### EXERCISE DIRECTIONS
Once the line containing "pub fn failed(query: CompanyQuery, error: &DiscoveryError)" is found in the entries below, restate it and each following line word for word, stopping after the line containing "are crawled in".

### RECORDS FOR PROCESSING
%%
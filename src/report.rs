//! Serializable per-company discovery report.
//!
//! `CompanyDiscovery` carries its originating query so results from the
//! worker pool can be correlated without relying on ordering.

use serde::Serialize;

use crate::errors::{DiscoveryError, Result};
use crate::resolver::{CandidateDomain, CompanyQuery};
use crate::scorer::{ScoredCandidate, Tier};

/// Root report for one company.
#[derive(Debug, Clone, Serialize)]
#[serde(rename_all = "snake_case")]
pub struct CompanyDiscovery {
    /// Tool name and version
    pub tool: String,

    /// The query this report answers
    pub query: CompanyQuery,

    /// Candidate domains in the order they were considered
    pub domains: Vec<CandidateDomain>,

    /// Ranked candidates, best first
    pub candidates: Vec<ScoredCandidate>,

    pub stats: DiscoveryStats,

    /// Rejection or internal failure, if the discovery did not run
    #[serde(skip_serializing_if = "Option::is_none")]
    pub error: Option<String>,

    pub generated_at: chrono::DateTime<chrono::Utc>,
}

/// Counters and timings for one discovery.
#[derive(Debug, Clone, Default, PartialEq, Eq, Serialize)]
#[serde(rename_all = "snake_case")]
pub struct DiscoveryStats {
    pub domains_resolved: usize,
    pub domains_crawled: usize,
    pub pages_fetched: usize,
    pub pages_failed: usize,
    pub sightings: usize,
    pub unique_emails: usize,
    pub actionable: usize,
    /// Crawling stopped because enough acceptable candidates were found
    pub stopped_early: bool,
    /// The company deadline cut discovery short
    pub deadline_hit: bool,
    pub duration_ms: u64,
}

impl CompanyDiscovery {
    pub fn new(query: CompanyQuery) -> Self {
        Self {
            tool: format!("{} {}", env!("CARGO_PKG_NAME"), env!("CARGO_PKG_VERSION")),
            query,
            domains: Vec::new(),
            candidates: Vec::new(),
            stats: DiscoveryStats::default(),
            error: None,
            generated_at: chrono::Utc::now(),
        }
    }

    /// Report for a query that was rejected before any network activity.
    pub fn failed(query: CompanyQuery, error: &DiscoveryError) -> Self {
        Self {
            error: Some(error.to_string()),
            ..Self::new(query)
        }
    }

    pub fn best(&self) -> Option<&ScoredCandidate> {
        self.candidates.first()
    }

    /// Candidates at or above `min_score` (rejected ones never qualify).
    pub fn actionable(&self, min_score: u8) -> impl Iterator<Item = &ScoredCandidate> {
        self.candidates
            .iter()
            .filter(move |c| c.is_actionable(min_score))
    }

    pub fn count_tier(&self, tier: Tier) -> usize {
        self.candidates.iter().filter(|c| c.tier == tier).count()
    }

    pub fn to_json(&self) -> Result<String> {
        serde_json::to_string_pretty(self)
            .map_err(|e| DiscoveryError::internal_with("failed to serialize report", e))
    }
}
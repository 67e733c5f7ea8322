//! Discovery orchestration.
//!
//! One company runs strictly as resolve -> crawl -> validate -> score under a
//! single company deadline (`CrawlBudget::total_time_limit`). Addresses quoted
//! in search results are scored first; then candidate domains are crawled in
//! priority order. After each step the new unique addresses are validated
//! and everything is re-scored, and crawling stops once enough acceptable
//! candidates exist. MX lookups share the deadline: whatever is still
//! pending when it passes is scored without MX evidence.
//!
//! Many companies run in parallel on a bounded pool of tokio tasks. Reports
//! come back in completion order and carry their query.

use std::collections::HashMap;
use std::sync::Arc;

use futures::StreamExt;
use futures::future::join_all;
use futures::stream::FuturesUnordered;
use tokio::sync::Semaphore;
use tokio::time::{Instant, timeout_at};
use tracing::{Instrument, debug, error, info, info_span};

use crate::blocklists::BlockLists;
use crate::config::{Config, DiscoveryConfig};
use crate::crawler::{CrawlBudget, RawEmailSighting, SiteCrawler};
use crate::emails::canonical;
use crate::errors::{DiscoveryError, Result};
use crate::fetch::HttpFetcher;
use crate::mx::MxResolver;
use crate::report::{CompanyDiscovery, DiscoveryStats};
use crate::resolver::{CompanyQuery, DomainResolver};
use crate::retry::RetryConfig;
use crate::scorer::{ScoredCandidate, Scorer};
use crate::search;
use crate::validator::{EmailValidator, ValidationResult};

/// The discovery pipeline. Cheap to clone; all components are shared.
#[derive(Clone)]
pub struct DiscoveryEngine {
    resolver: Arc<DomainResolver>,
    crawler: Arc<SiteCrawler>,
    validator: Arc<EmailValidator>,
    scorer: Arc<Scorer>,
    settings: DiscoveryConfig,
}

impl DiscoveryEngine {
    pub fn new(
        resolver: Arc<DomainResolver>,
        crawler: Arc<SiteCrawler>,
        validator: Arc<EmailValidator>,
        scorer: Arc<Scorer>,
        settings: DiscoveryConfig,
    ) -> Self {
        Self {
            resolver,
            crawler,
            validator,
            scorer,
            settings,
        }
    }

    /// Production stack: reqwest fetcher, trust-dns MX source, configured
    /// search backend, built-in block lists.
    pub fn from_config(config: &Config) -> Result<Self> {
        config.validate()?;
        let blocklists = BlockLists::shared();

        let search: Arc<dyn search::WebSearch> =
            Arc::from(search::from_config(&config.search, &config.network)?);
        let resolver = DomainResolver::new(
            Arc::clone(&blocklists),
            search,
            config.network.search_timeout,
        );

        let crawler = SiteCrawler::new(Arc::new(HttpFetcher::from_config(&config.network)?));

        let mx = MxResolver::with_dns(config.network.dns_timeout, config.cache.mx_ttl).with_retry(
            RetryConfig {
                max_attempts: config.network.retry_attempts,
                initial_delay: config.network.retry_delay,
                ..RetryConfig::default()
            },
        );
        let validator = EmailValidator::new(Arc::clone(&blocklists), Arc::new(mx));
        let scorer = Scorer::new(blocklists);

        Ok(Self::new(
            Arc::new(resolver),
            Arc::new(crawler),
            Arc::new(validator),
            Arc::new(scorer),
            config.discovery.clone(),
        ))
    }

    /// Ranked candidates for one company, best first. Empty when nothing was
    /// found; the only error is an invalid query.
    pub async fn discover(
        &self,
        query: CompanyQuery,
        budget: CrawlBudget,
    ) -> Result<Vec<ScoredCandidate>> {
        Ok(self.discover_detailed(query, budget).await?.candidates)
    }

    /// Like [`discover`](Self::discover) but returns the full report.
    pub async fn discover_detailed(
        &self,
        query: CompanyQuery,
        budget: CrawlBudget,
    ) -> Result<CompanyDiscovery> {
        query.validate()?;
        let span = info_span!("discover", company = %query);
        Ok(self.run(query, budget).instrument(span).await)
    }

    /// Run many companies on a bounded pool. Reports arrive in completion
    /// order; invalid queries yield a report with `error` set.
    pub async fn discover_many(
        &self,
        queries: Vec<CompanyQuery>,
        budget: CrawlBudget,
    ) -> Vec<CompanyDiscovery> {
        let permits = Arc::new(Semaphore::new(self.settings.max_concurrent_companies.max(1)));
        let mut pending = FuturesUnordered::new();

        for query in queries {
            let engine = self.clone();
            let permits = Arc::clone(&permits);
            let task_query = query.clone();
            let handle = tokio::spawn(async move {
                let _permit = match permits.acquire_owned().await {
                    Ok(permit) => permit,
                    Err(e) => {
                        let err = DiscoveryError::internal_with("worker pool closed", e);
                        return CompanyDiscovery::failed(task_query, &err);
                    }
                };
                match engine.discover_detailed(task_query.clone(), budget).await {
                    Ok(report) => report,
                    Err(e) => {
                        info!(company = %task_query, error = %e, "query rejected");
                        CompanyDiscovery::failed(task_query, &e)
                    }
                }
            });
            pending.push(async move { (query, handle.await) });
        }

        let mut reports = Vec::new();
        while let Some((query, joined)) = pending.next().await {
            match joined {
                Ok(report) => reports.push(report),
                Err(e) => {
                    error!(company = %query, error = %e, "discovery task failed");
                    let err = DiscoveryError::internal_with("discovery task failed", e);
                    reports.push(CompanyDiscovery::failed(query, &err));
                }
            }
        }
        reports
    }

    async fn run(&self, query: CompanyQuery, budget: CrawlBudget) -> CompanyDiscovery {
        let started = Instant::now();
        let deadline = started + budget.total_time_limit;
        let mut report = CompanyDiscovery::new(query);

        let resolution = self.resolver.resolve_detailed(&report.query, deadline).await;
        report.domains = resolution.domains;
        report.stats.domains_resolved = report.domains.len();
        let job_domain = self.resolver.url_derived(&report.query).into_iter().next();

        let mut pool = CandidatePool::default();
        let mut enough = false;
        if !resolution.search_sightings.is_empty() {
            report.stats.sightings += resolution.search_sightings.len();
            for sighting in resolution.search_sightings {
                pool.absorb(sighting);
            }
            let acceptable = self
                .settle(&mut pool, &report.query, job_domain.as_deref(), deadline, &mut report.stats)
                .await;
            debug!(acceptable, "search result addresses scored");
            enough = acceptable >= self.settings.min_acceptable_candidates;
        }

        for candidate in &report.domains {
            if enough {
                break;
            }
            let remaining = deadline.saturating_duration_since(Instant::now());
            if remaining.is_zero() {
                report.stats.deadline_hit = true;
                debug!(domain = %candidate.domain, "company deadline reached");
                break;
            }

            let mut stream = self
                .crawler
                .crawl(&candidate.domain, budget.with_time_limit(remaining));
            let progress = stream.progress();
            while let Some(sighting) = stream.next().await {
                report.stats.sightings += 1;
                pool.absorb(sighting);
            }
            let snapshot = progress.snapshot();
            report.stats.domains_crawled += 1;
            report.stats.pages_fetched += snapshot.pages_fetched;
            report.stats.pages_failed += snapshot.pages_failed;

            let acceptable = self
                .settle(&mut pool, &report.query, job_domain.as_deref(), deadline, &mut report.stats)
                .await;
            debug!(
                domain = %candidate.domain,
                origin = ?candidate.origin,
                pages = snapshot.pages_fetched,
                acceptable,
                "domain crawled"
            );
            enough = acceptable >= self.settings.min_acceptable_candidates;
        }
        if enough {
            report.stats.stopped_early = true;
        }

        report.candidates = pool.into_ranked();
        report.stats.unique_emails = report.candidates.len();
        report.stats.actionable = report
            .actionable(self.settings.min_acceptable_score)
            .count();
        report.stats.duration_ms = started.elapsed().as_millis() as u64;

        info!(
            candidates = report.candidates.len(),
            actionable = report.stats.actionable,
            best = report.best().map(|c| c.email.as_str()).unwrap_or("-"),
            duration_ms = report.stats.duration_ms,
            "discovery finished"
        );
        report
    }

    /// Validate new entries and re-score the pool; returns how many
    /// candidates reach the threshold.
    async fn settle(
        &self,
        pool: &mut CandidatePool,
        query: &CompanyQuery,
        job_domain: Option<&str>,
        deadline: Instant,
        stats: &mut DiscoveryStats,
    ) -> usize {
        if !self.validate_pending(pool, job_domain, deadline).await {
            stats.deadline_hit = true;
        }
        self.score_all(pool, query, job_domain)
    }

    /// Returns false when the deadline passed first; the unfinished entries
    /// then carry offline results (`mx_ok = false`).
    async fn validate_pending(
        &self,
        pool: &mut CandidatePool,
        job_domain: Option<&str>,
        deadline: Instant,
    ) -> bool {
        let pending: Vec<usize> = pool
            .entries
            .iter()
            .enumerate()
            .filter(|(_, e)| e.validation.is_none())
            .map(|(i, _)| i)
            .collect();
        if pending.is_empty() {
            return true;
        }

        let lookups = join_all(pending.iter().map(|&i| {
            let sighting = &pool.entries[i].sighting;
            let job_domain = job_domain.unwrap_or(&sighting.found_on_domain);
            self.validator.validate(&sighting.email, job_domain)
        }));
        let outcome = timeout_at(deadline, lookups).await;

        match outcome {
            Ok(results) => {
                for (i, result) in pending.into_iter().zip(results) {
                    pool.entries[i].validation = Some(result);
                }
                true
            }
            Err(_) => {
                debug!(pending = pending.len(), "deadline reached during validation");
                for i in pending {
                    let offline = self.validator.check_offline(&pool.entries[i].sighting.email);
                    pool.entries[i].validation = Some(offline);
                }
                false
            }
        }
    }

    /// Re-score every validated entry; returns how many reach the threshold.
    fn score_all(
        &self,
        pool: &mut CandidatePool,
        query: &CompanyQuery,
        job_domain: Option<&str>,
    ) -> usize {
        let min_score = self.settings.min_acceptable_score;
        let mut acceptable = 0;
        for entry in &mut pool.entries {
            let Some(validation) = &entry.validation else {
                continue;
            };
            let job_domain = job_domain.unwrap_or(&entry.sighting.found_on_domain);
            let scored = self.scorer.score(
                validation,
                &entry.sighting,
                job_domain,
                &query.company_name,
            );
            if scored.is_actionable(min_score) {
                acceptable += 1;
            }
            entry.scored = Some(scored);
        }
        acceptable
    }
}

struct PoolEntry {
    sighting: RawEmailSighting,
    validation: Option<ValidationResult>,
    scored: Option<ScoredCandidate>,
}

/// Unique addresses in discovery order, keyed by canonical form.
#[derive(Default)]
struct CandidatePool {
    entries: Vec<PoolEntry>,
    index: HashMap<String, usize>,
}

impl CandidatePool {
    /// Keep one entry per canonical address, upgrading to the sighting with
    /// the better page context.
    fn absorb(&mut self, sighting: RawEmailSighting) {
        let key = canonical(&sighting.email);
        match self.index.get(&key) {
            Some(&i) => {
                let entry = &mut self.entries[i];
                if sighting.page_context.priority() > entry.sighting.page_context.priority() {
                    entry.sighting = sighting;
                    entry.scored = None;
                }
            }
            None => {
                self.index.insert(key, self.entries.len());
                self.entries.push(PoolEntry {
                    sighting,
                    validation: None,
                    scored: None,
                });
            }
        }
    }

    /// Descending by score; discovery order breaks ties.
    fn into_ranked(self) -> Vec<ScoredCandidate> {
        let mut ranked: Vec<ScoredCandidate> =
            self.entries.into_iter().filter_map(|e| e.scored).collect();
        ranked.sort_by(|a, b| b.score.cmp(&a.score));
        ranked
    }
}

#[cfg(test)]
mod tests {
    use super::*;
    use crate::crawler::PageContext;

    fn sighting(email: &str, context: PageContext, url: &str) -> RawEmailSighting {
        RawEmailSighting {
            email: email.to_string(),
            found_on_domain: "acme.com".to_string(),
            page_context: context,
            page_url: url.to_string(),
        }
    }

    #[test]
    fn pool_keeps_best_context_per_address() {
        let mut pool = CandidatePool::default();
        pool.absorb(sighting("Careers@Acme.com", PageContext::Generic, "https://acme.com/"));
        pool.absorb(sighting("info@acme.com", PageContext::Generic, "https://acme.com/"));
        pool.absorb(sighting(
            "careers@acme.com",
            PageContext::Careers,
            "https://acme.com/careers",
        ));
        pool.absorb(sighting("CAREERS@acme.com", PageContext::About, "https://acme.com/about"));

        assert_eq!(pool.entries.len(), 2);
        let first = &pool.entries[0].sighting;
        assert_eq!(first.page_context, PageContext::Careers);
        assert_eq!(first.page_url, "https://acme.com/careers");
    }

    #[test]
    fn ranking_is_stable_for_ties() {
        let scorer = Scorer::new(BlockLists::shared());
        let validation = ValidationResult {
            syntax_ok: true,
            mx_ok: true,
            ..ValidationResult::default()
        };
        let mut pool = CandidatePool::default();
        for email in ["b@acme.com", "a@acme.com", "careers@acme.com"] {
            pool.absorb(sighting(email, PageContext::Generic, "https://acme.com/"));
        }
        for entry in &mut pool.entries {
            // Unrelated domain keeps scores below the cap so the prefix decides.
            entry.scored = Some(scorer.score(&validation, &entry.sighting, "", "Zeta"));
        }

        let ranked: Vec<String> = pool.into_ranked().into_iter().map(|c| c.email).collect();
        assert_eq!(ranked, vec!["careers@acme.com", "b@acme.com", "a@acme.com"]);
    }
}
%%
### YOUR SOLUTION
    pub fn failed(query: CompanyQuery, error: &DiscoveryError) -> Self {
        Self {
            error: Some(error.to_string()),
            ..Self::new(query)
        }
    }

    pub fn best(&self) -> Option<&ScoredCandidate> {
        self.candidates.first()
    }

    /// Candidates at or above `min_score` (rejected ones never qualify).
    pub fn actionable(&self, min_score: u8) -> impl Iterator<Item = &ScoredCandidate> {
        self.candidates
            .iter()
            .filter(move |c| c.is_actionable(min_score))
    }

    pub fn count_tier(&self, tier: Tier) -> usize {
        self.candidates.iter().filter(|c| c.tier == tier).count()
    }

    pub fn to_json(&self) -> Result<String> {
        serde_json::to_string_pretty(self)
            .map_err(|e| DiscoveryError::internal_with("failed to serialize report", e))
    }
}
repository 67e733c5f7ea8322
//! Discovery orchestration.
//!
//! One company runs strictly as resolve -> crawl -> validate -> score under a
//! single company deadline (`CrawlBudget::total_time_limit`). Addresses quoted
//! in search results are scored first; then candidate domains are crawled in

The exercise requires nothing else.